Si bien que les expatriés affectés dans un DOM français bénéficient, au même titre que leurs collègues affectés à l’étranger, de plusieurs indemnités de sujétions et d’avantages en nature conséquents liés à leur statut. Ils leur sont spécialement attribués pour compenser les contraintes subies et les risques encourus dans l’exercice de leur fonction. Toutefois des adaptions ont été nécessaires afin que chaque situation fasse l’objet d’une attention particulière de la part de la Direction Générale.

Aujourd’hui, le réseau du Cirad à travers le monde et notamment celui dans les DOM accueille différemment les agents expatriés et les agents locaux. Il n’existe pas non plus de définition d’agent local en droit du travail mais on considère généralement que ‘c’est un agent engagé dans des lieux situés en dehors de l’Union européenne conformément aux usages locaux en vue d’exécuter des tâches:

– manuelles ou de service, dans un emploi non prévu sur les crédits globaux ouverts à cet effet ;

– autres qu’il ne serait pas justifié de faire exécuter par un fonctionnaire ou un agent ayant une autre qualité’.

Pour rappel, le maintien des agents locaux dans l’établissement a, depuis la création du Cirad en 1984, obéi à la nécessité de restructuration de l’établissement, qui imposait d’intégrer dans le nouveau dispositif tous les agents issus des anciens instituts de recherche et de recourir de plus en plus à de la main d’œuvre hautement qualifiée pour venir travailler dans les DOM avec les agents locaux. Loin d’être une osmose parfaite, cette politique a permis de cantonner le personnel local aux tâches d’exécution et de les éloigner des activités à responsabilités.

En effet, par comparaison avec les expatriés, logiquement plus mobiles, les agents locaux restent longtemps dans leur fonction. Cette longévité continue à nuire à la performance individuelle des agents locaux, de telle sorte que la majorité d’entre eux sont sans perspectives d’évolution de carrière.
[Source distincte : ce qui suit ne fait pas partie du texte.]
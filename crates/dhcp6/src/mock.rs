//! Mock collaborators for unit testing
//!
//! In-memory implementations of [`BootConfiguration`] and [`AddressPool`]
//! that can be configured to return specific responses for testing
//! different scenarios, and that record the calls they receive.

use crate::address_pool::{AddressPool, IdentityAssociation, Reservation};
use crate::boot_config::BootConfiguration;
use crate::error::Dhcp6Error;
use async_trait::async_trait;
use std::collections::HashMap;
use std::net::Ipv6Addr;
use std::sync::{Arc, Mutex};

/// Mock BootConfiguration for testing
///
/// Resolves URLs from a table keyed by (identity, architecture); lookups
/// that miss the table fail like an unknown machine would.
#[derive(Debug, Clone, Default)]
pub struct MockBootConfiguration {
    urls: Arc<Mutex<HashMap<(Vec<u8>, u16), Vec<u8>>>>,
    lookups: Arc<Mutex<Vec<(Vec<u8>, u16)>>>,
    preference: Option<u8>,
    recursive_dns: Vec<Ipv6Addr>,
}

impl MockBootConfiguration {
    /// Create a new mock with no known machines
    pub fn new() -> Self {
        Self::default()
    }

    /// Set the advertised preference
    #[must_use]
    pub fn with_preference(mut self, preference: u8) -> Self {
        self.preference = Some(preference);
        self
    }

    /// Set the recursive DNS servers
    #[must_use]
    pub fn with_recursive_dns(mut self, servers: Vec<Ipv6Addr>) -> Self {
        self.recursive_dns = servers;
        self
    }

    /// Add a boot URL for an identity/architecture pair (for test setup)
    pub fn add_boot_url(&self, id: &[u8], client_arch_type: u16, url: &str) {
        self.urls
            .lock()
            .unwrap()
            .insert((id.to_vec(), client_arch_type), url.as_bytes().to_vec());
    }

    /// Every (identity, architecture) pair looked up so far
    pub fn lookups(&self) -> Vec<(Vec<u8>, u16)> {
        self.lookups.lock().unwrap().clone()
    }
}

#[async_trait]
impl BootConfiguration for MockBootConfiguration {
    async fn boot_url(&self, id: &[u8], client_arch_type: u16) -> Result<Vec<u8>, Dhcp6Error> {
        self.lookups
            .lock()
            .unwrap()
            .push((id.to_vec(), client_arch_type));
        self.urls
            .lock()
            .unwrap()
            .get(&(id.to_vec(), client_arch_type))
            .cloned()
            .ok_or_else(|| {
                Dhcp6Error::BootConfiguration(format!(
                    "no boot configuration for {:02x?} (arch {})",
                    id, client_arch_type
                ))
            })
    }

    fn preference(&self) -> Option<u8> {
        self.preference
    }

    fn recursive_dns(&self) -> &[Ipv6Addr] {
        &self.recursive_dns
    }
}

/// Mock AddressPool for testing
///
/// Grants the addresses registered with [`MockAddressPool::grant`]. Other
/// IAIDs are denied with the reason given to
/// [`MockAddressPool::deny_with`], or left out of the result entirely when
/// no reason was set.
#[derive(Debug, Clone, Default)]
pub struct MockAddressPool {
    grants: Arc<Mutex<HashMap<Vec<u8>, Ipv6Addr>>>,
    denial_reason: Arc<Mutex<Option<String>>>,
    reserve_error: Arc<Mutex<Option<String>>>,
    release_error: Arc<Mutex<Option<String>>>,
    released: Arc<Mutex<Vec<(Vec<u8>, Vec<Vec<u8>>)>>>,
}

impl MockAddressPool {
    /// Create a new mock that grants nothing
    pub fn new() -> Self {
        Self::default()
    }

    /// Grant `address` to `interface_id` (for test setup)
    pub fn grant(&self, interface_id: &[u8], address: Ipv6Addr) {
        self.grants
            .lock()
            .unwrap()
            .insert(interface_id.to_vec(), address);
    }

    /// Deny every IAID without a grant, with `reason`
    pub fn deny_with(&self, reason: &str) {
        *self.denial_reason.lock().unwrap() = Some(reason.to_string());
    }

    /// Fail reservations as a whole with `reason`
    pub fn fail_reserve_with(&self, reason: &str) {
        *self.reserve_error.lock().unwrap() = Some(reason.to_string());
    }

    /// Fail releases with `reason`
    pub fn fail_release_with(&self, reason: &str) {
        *self.release_error.lock().unwrap() = Some(reason.to_string());
    }

    /// Every (client id, IAIDs) release received so far
    pub fn released(&self) -> Vec<(Vec<u8>, Vec<Vec<u8>>)> {
        self.released.lock().unwrap().clone()
    }
}

#[async_trait]
impl AddressPool for MockAddressPool {
    async fn reserve_addresses(
        &self,
        _client_id: &[u8],
        interface_ids: &[Vec<u8>],
    ) -> Result<Vec<Reservation>, Dhcp6Error> {
        if let Some(reason) = self.reserve_error.lock().unwrap().clone() {
            return Err(Dhcp6Error::AddressPool(reason));
        }

        let grants = self.grants.lock().unwrap();
        let denial_reason = self.denial_reason.lock().unwrap();
        Ok(interface_ids
            .iter()
            .filter_map(|id| match (grants.get(id), denial_reason.as_ref()) {
                (Some(address), _) => Some(Reservation::Granted(IdentityAssociation {
                    interface_id: id.clone(),
                    ip_address: *address,
                })),
                (None, Some(reason)) => Some(Reservation::Denied {
                    interface_id: id.clone(),
                    reason: reason.clone(),
                }),
                (None, None) => None,
            })
            .collect())
    }

    async fn release_addresses(
        &self,
        client_id: &[u8],
        interface_ids: &[Vec<u8>],
    ) -> Result<(), Dhcp6Error> {
        self.released
            .lock()
            .unwrap()
            .push((client_id.to_vec(), interface_ids.to_vec()));
        match self.release_error.lock().unwrap().clone() {
            Some(reason) => Err(Dhcp6Error::AddressPool(reason)),
            None => Ok(()),
        }
    }
}
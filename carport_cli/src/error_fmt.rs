//! Human-readable error descriptions and structured JSON error formatting.

use carport_core::CarportError;

/// Map an eyre::Report to a human-readable explanation with likely causes and fix hints.
pub fn humanize(err: &eyre::Report) -> String {
    // Typed matches first
    if let Some(ce) = err.downcast_ref::<CarportError>() {
        return match ce {
            CarportError::HardwareUnavailable(msg) => format!(
                "What happened: Hardware is not accessible ({msg}).\nLikely causes: Not running on the controller board, or missing permission for /dev/gpiomem.\nHow to fix: Run on the Pi as a user in the gpio group, or build without the `hardware` feature to use the simulators."
            ),
            CarportError::Transport { op, reason } => format!(
                "What happened: Serial {op} on the rangefinder channel failed ({reason}).\nLikely causes: Wrong tf_luna.serial_port, the device is unplugged, or another process holds the port.\nHow to fix: Check the port path and wiring, and make sure the serial console is disabled on that UART."
            ),
            CarportError::Timeout { command, after_ms } => format!(
                "What happened: The rangefinder did not answer {command} within {after_ms} ms.\nLikely causes: Baud rate mismatch, TX/RX swapped, or the sensor is unpowered.\nHow to fix: Verify wiring and tf_luna.baud_rate; raise session.command_timeout_ms if the link is slow."
            ),
            CarportError::Validation(msg) => format!(
                "What happened: Invalid request ({msg}).\nLikely causes: Unknown door id or action.\nHow to fix: Door ids start at 0 and follow the order of the door table."
            ),
            _ => format!(
                "What happened: {ce}.\nLikely causes: See logs.\nHow to fix: Re-run with --log-level=debug or set RUST_LOG for more detail."
            ),
        };
    }

    // String-based heuristics for errors coming from config loading
    let msg = format!("{err:#}");
    let lower = msg.to_ascii_lowercase();

    if lower.contains("read config") {
        return format!(
            "What happened: The config file could not be read.\nLikely causes: Wrong --config path or missing read permission.\nHow to fix: Pass the path of an existing TOML file. Original: {msg}"
        );
    }

    if lower.contains("parse config toml") {
        return format!(
            "What happened: The config file is not valid TOML for this schema.\nLikely causes: A typo, a missing required key, or a value of the wrong type.\nHow to fix: Compare the file with etc/carport.toml. Original: {msg}"
        );
    }

    if lower.contains("no garage doors configured") {
        return "What happened: No garage doors are configured.\nLikely causes: Empty [[doors]] table and no doors_file, or an empty door file.\nHow to fix: Add at least one [[doors]] entry or point doors_file at the JSON door list.".to_string();
    }

    if lower.contains("is invalid") || lower.contains("door configuration") {
        return format!(
            "What happened: Configuration is invalid.\nLikely causes: Duplicate pins, an unsupported baud rate, or out-of-range values.\nHow to fix: Edit the config and try again. Original: {msg}"
        );
    }

    // Generic fallback
    let mut cause = String::new();
    if let Some(src) = err.source() {
        cause = format!(" Cause: {src}");
    }
    format!(
        "Something went wrong.{cause}\nHow to fix: Re-run with --log-level=debug for details. Original: {msg}"
    )
}

/// Stable short name for the JSON `reason` field.
pub fn reason_name(err: &eyre::Report) -> &'static str {
    match err.downcast_ref::<CarportError>() {
        Some(CarportError::Transport { .. }) => "Transport",
        Some(CarportError::Timeout { .. }) => "Timeout",
        Some(CarportError::HardwareUnavailable(_)) => "HardwareUnavailable",
        Some(CarportError::Protocol(_)) => "Protocol",
        Some(CarportError::Validation(_)) => "Validation",
        Some(CarportError::NotReady { .. }) => "NotReady",
        None => "Error",
    }
}

/// Exit codes: 2 config, 3 hardware, 4 transport/timeout, 1 anything else.
pub fn exit_code_for_error(err: &eyre::Report) -> i32 {
    if let Some(ce) = err.downcast_ref::<CarportError>() {
        return match ce {
            CarportError::HardwareUnavailable(_) => 3,
            CarportError::Transport { .. } | CarportError::Timeout { .. } => 4,
            _ => 1,
        };
    }
    let lower = format!("{err:#}").to_ascii_lowercase();
    if lower.contains("config") || lower.contains("no garage doors configured") {
        return 2;
    }
    1
}

/// Structured JSON for errors when --json is enabled.
pub fn format_error_json(err: &eyre::Report) -> String {
    use serde_json::json;

    let mut obj = json!({ "reason": reason_name(err), "message": humanize(err) });
    if let Some(ce) = err.downcast_ref::<CarportError>() {
        obj["statusCode"] = json!(ce.status_code());
    }
    obj.to_string()
}

#[cfg(test)]
mod tests {
    use super::*;
    use carport_core::CommandId;

    #[test]
    fn typed_errors_keep_their_reason() {
        let err = eyre::Report::new(CarportError::Timeout {
            command: CommandId::GetVersion,
            after_ms: 2000,
        });
        assert_eq!(exit_code_for_error(&err), 4);
        let v: serde_json::Value = serde_json::from_str(&format_error_json(&err)).unwrap();
        assert_eq!(v["reason"], "Timeout");
        assert_eq!(v["statusCode"], 500);
        assert!(v["message"].as_str().unwrap().contains("2000 ms"));
    }

    #[test]
    fn config_errors_exit_with_two() {
        let err = eyre::eyre!("no garage doors configured");
        assert_eq!(exit_code_for_error(&err), 2);
        assert!(humanize(&err).contains("No garage doors"));
    }
}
D’un autre coté, elle tend également à augmenter le différentiel de rémunération avec les expatriés. Par exemple, la surrémunération accordée aux expatriés croit nettement plus vite que celle des agents locaux et curieusement à un rythme sensiblement équivalent à l’évolution prévisible des rémunérations de leur confrère de la fonction publique. De fait, le personnel local se révèle, à responsabilités comparables, moins coûteux que les agents expatriés.

Fort de ce constat, l’emploi d’agents locaux ne va pas sans risque de disparition au profit des expatriés, et plus récemment à cause de l’envoi massif des volontaires de service civile (VSC) dans les DOM, comme en témoigne la baisse significative du nombre d’agents locaux depuis ces 20 dernières années (de 317 à 251). Par exemple, au Cirad à la Réunion le nombre d’agents locaux est passé dans cette même période de 140 à 110 personnes. En revanche, le nombre d’expatrié a augmenté de 180 % (passant de 20 à plus de 56 agents), sans compter les 70 contrats supplémentaires (allocataires de recherche, CDD….), et la présence de plus de 40 VSC (soit 61% du nombre total de VSC au Cirad).

Dans un contexte aussi sombre qui peut nourrir socialement la révolte, il est important d’afficher les manquements et les contradictions de la politique de recrutement local. Comment les agents locaux peuvent-ils échapper à un sentiment de discrimination lorsqu’ils sont considérés comme des salariés de seconde zone ?

La situation que connaissent les agents locaux appelle des changements profonds. Ce qui implique pour le Cirad la restitution à chaque domien de son statut d’origine (agent recruté hors de France métropolitaine). Par conséquent, un retour de tous les autochtones sur la convention nationale est une demande légitime dont un des corolaires est la justice sociale.

Les employés domiens sont lassés de l’inertie de la Direction et voudraient que les dirigeants comprennent que le mécontentement est à son maximum et que cette situation a bien trop duré.

Peut-on encore considérer comme pertinent un statut qui confère la faculté à des agents sous convention métropole de s’expatrier à l’intérieur de leur propre patrie ?

Et pourtant, c’est le régime sous lequel vivent beaucoup de salariés privilégiés (111 contre 250 salariés domiens) dans cet EPIC, au grand dam des agents locaux.